Structural basis for alcohol modulation of a pentameric ligand-gated ion channel
2011 (English)In: Proceedings of the National Academy of Sciences of the United States of America, ISSN 0027-8424, E-ISSN 1091-6490, Vol. 108, no 29, 12149-54 p.Article in journal (Refereed) Published
Despite its long history of use and abuse in human culture, the molecular basis for alcohol action in the brain is poorly understood. The recent determination of the atomic-scale structure of GLIC, a prokaryotic member of the pentameric ligand-gated ion channel (pLGIC) family, provides a unique opportunity to characterize the structural basis for modulation of these channels, many of which are alcohol targets in brain. We observed that GLIC recapitulates bimodal modulation by n-alcohols, similar to some eukaryotic pLGICs: methanol and ethanol weakly potentiated proton-activated currents in GLIC, whereas n-alcohols larger than ethanol inhibited them.

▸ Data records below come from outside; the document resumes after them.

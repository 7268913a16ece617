//! # Gating Locks
//!
//! The gating configuration attached to a post, and its storage.
//!
//! ## Invariants
//! - A lock names each category type at most once
//! - Every category config parses with its registered verifier
//! - The fingerprint changes whenever any field of the lock changes

use std::collections::{BTreeSet, HashMap};
use std::sync::RwLock;

use serde::{Deserialize, Serialize};
use serde_json::Value;

use super::category::Fulfillment;
use super::errors::{GatingError, GatingResult};
use super::registry::CategoryRegistry;
use crate::crypto::sha256_base64;

fn default_enabled() -> bool {
    true
}

fn empty_config() -> Value {
    Value::Object(serde_json::Map::new())
}

/// One category inside a lock
#[derive(Debug, Clone, PartialEq, Serialize, Deserialize)]
pub struct LockCategory {
    pub category_type: String,
    #[serde(default = "default_enabled")]
    pub enabled: bool,
    #[serde(default = "empty_config")]
    pub config: Value,
}

/// Gating configuration of a post
#[derive(Debug, Clone, PartialEq, Serialize, Deserialize)]
pub struct GatingLock {
    /// How enabled categories combine
    #[serde(default)]
    pub fulfillment: Fulfillment,
    #[serde(default)]
    pub categories: Vec<LockCategory>,
}

impl GatingLock {
    pub fn new(fulfillment: Fulfillment) -> Self {
        Self {
            fulfillment,
            categories: Vec::new(),
        }
    }

    /// Builder-style category addition
    pub fn with_category(mut self, category_type: &str, config: Value) -> Self {
        self.categories.push(LockCategory {
            category_type: category_type.to_string(),
            enabled: true,
            config,
        });
        self
    }

    pub fn enabled_categories(&self) -> impl Iterator<Item = &LockCategory> {
        self.categories.iter().filter(|c| c.enabled)
    }

    pub fn category(&self, category_type: &str) -> Option<&LockCategory> {
        self.categories
            .iter()
            .find(|c| c.category_type == category_type)
    }

    /// A lock without enabled categories does not gate anything
    pub fn is_gated(&self) -> bool {
        self.enabled_categories().next().is_some()
    }

    /// Check the lock against the registry
    pub fn validate(&self, registry: &CategoryRegistry) -> GatingResult<()> {
        let mut seen = BTreeSet::new();
        for category in &self.categories {
            if !seen.insert(category.category_type.as_str()) {
                return Err(GatingError::InvalidLock(format!(
                    "category '{}' appears more than once",
                    category.category_type
                )));
            }
            registry
                .get(&category.category_type)?
                .validate(&category.config)?;
        }
        Ok(())
    }

    /// Hash of the canonical JSON form
    pub fn fingerprint(&self) -> String {
        // serde_json objects are key-sorted, so equal locks serialize equally
        let canonical = serde_json::to_vec(self).unwrap_or_default();
        sha256_base64(&canonical)
    }
}

/// Lock storage keyed by post id
pub trait LockRepository: Send + Sync {
    fn get(&self, post_id: &str) -> GatingResult<Option<GatingLock>>;

    fn put(&self, post_id: &str, lock: GatingLock) -> GatingResult<()>;

    /// Returns whether a lock was removed
    fn delete(&self, post_id: &str) -> GatingResult<bool>;
}

/// In-memory lock repository
#[derive(Debug, Default)]
pub struct InMemoryLockRepository {
    locks: RwLock<HashMap<String, GatingLock>>,
}

impl InMemoryLockRepository {
    pub fn new() -> Self {
        Self::default()
    }
}

impl LockRepository for InMemoryLockRepository {
    fn get(&self, post_id: &str) -> GatingResult<Option<GatingLock>> {
        let locks = self
            .locks
            .read()
            .map_err(|_| GatingError::StorageError("Lock poisoned".to_string()))?;
        Ok(locks.get(post_id).cloned())
    }

    fn put(&self, post_id: &str, lock: GatingLock) -> GatingResult<()> {
        let mut locks = self
            .locks
            .write()
            .map_err(|_| GatingError::StorageError("Lock poisoned".to_string()))?;
        locks.insert(post_id.to_string(), lock);
        Ok(())
    }

    fn delete(&self, post_id: &str) -> GatingResult<bool> {
        let mut locks = self
            .locks
            .write()
            .map_err(|_| GatingError::StorageError("Lock poisoned".to_string()))?;
        Ok(locks.remove(post_id).is_some())
    }
}

#[cfg(test)]
mod tests {
    use super::*;
    use serde_json::json;

    fn sample_lock() -> GatingLock {
        GatingLock::new(Fulfillment::Any)
            .with_category(
                "ethereum_profile",
                json!({ "requirements": [{ "type": "eth_balance", "min": "1" }] }),
            )
            .with_category(
                "universal_profile",
                json!({ "requirements": [{ "type": "followers", "min": 1 }] }),
            )
    }

    #[test]
    fn test_valid_lock() {
        let registry = CategoryRegistry::with_defaults();
        assert!(sample_lock().validate(&registry).is_ok());
        assert!(sample_lock().is_gated());
    }

    #[test]
    fn test_duplicate_category_rejected() {
        let registry = CategoryRegistry::with_defaults();
        let lock = sample_lock().with_category("ethereum_profile", json!({}));
        assert!(matches!(
            lock.validate(&registry),
            Err(GatingError::InvalidLock(_))
        ));
    }

    #[test]
    fn test_unknown_category_rejected() {
        let registry = CategoryRegistry::with_defaults();
        let lock = GatingLock::new(Fulfillment::All).with_category("lens_profile", json!({}));
        assert!(matches!(
            lock.validate(&registry),
            Err(GatingError::UnknownCategory(_))
        ));
    }

    #[test]
    fn test_defaults_when_deserializing() {
        let lock: GatingLock =
            serde_json::from_value(json!({ "categories": [{ "category_type": "ethereum_profile" }] }))
                .unwrap();
        assert_eq!(lock.fulfillment, Fulfillment::All);
        assert!(lock.categories[0].enabled);
        assert_eq!(lock.categories[0].config, json!({}));
        assert!(lock.validate(&CategoryRegistry::with_defaults()).is_ok());
    }

    #[test]
    fn test_disabled_categories_do_not_gate() {
        let mut lock = sample_lock();
        for category in &mut lock.categories {
            category.enabled = false;
        }
        assert!(!lock.is_gated());
    }

    #[test]
    fn test_fingerprint_tracks_changes() {
        let lock = sample_lock();
        assert_eq!(lock.fingerprint(), sample_lock().fingerprint());

        let mut changed = sample_lock();
        changed.fulfillment = Fulfillment::All;
        assert_ne!(lock.fingerprint(), changed.fingerprint());
    }

    #[test]
    fn test_repository_roundtrip() {
        let repo = InMemoryLockRepository::new();
        assert!(repo.get("post-1").unwrap().is_none());

        repo.put("post-1", sample_lock()).unwrap();
        assert_eq!(repo.get("post-1").unwrap(), Some(sample_lock()));

        assert!(repo.delete("post-1").unwrap());
        assert!(!repo.delete("post-1").unwrap());
    }
}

Mapping of residues important to alcohol modulation of ionotropic receptors for glycine, γ-aminobutyric acid, and acetylcholine onto GLIC revealed their proximity to transmembrane cavities that may accommodate one or more alcohol molecules. Site-directed mutations in the pore-lining M2 helix allowed the identification of four residues that influence alcohol potentiation, with the direction of their effects reflecting α-helical structure. At one of the potentiation-enhancing residues, decreased side chain volume converted GLIC into a highly ethanol-sensitive channel, comparable to its eukaryotic relatives. Covalent labeling of M2 positions with an alcohol analog, a methanethiosulfonate reagent, further implicated residues at the extracellular end of the helix in alcohol binding. Molecular dynamics simulations elucidated the structural consequences of a potentiation-enhancing mutation and suggested a structural mechanism for alcohol potentiation via interaction with a transmembrane cavity previously termed the "linking tunnel." These results provide a unique structural model for independent potentiating and inhibitory interactions of n-alcohols with a pLGIC family member.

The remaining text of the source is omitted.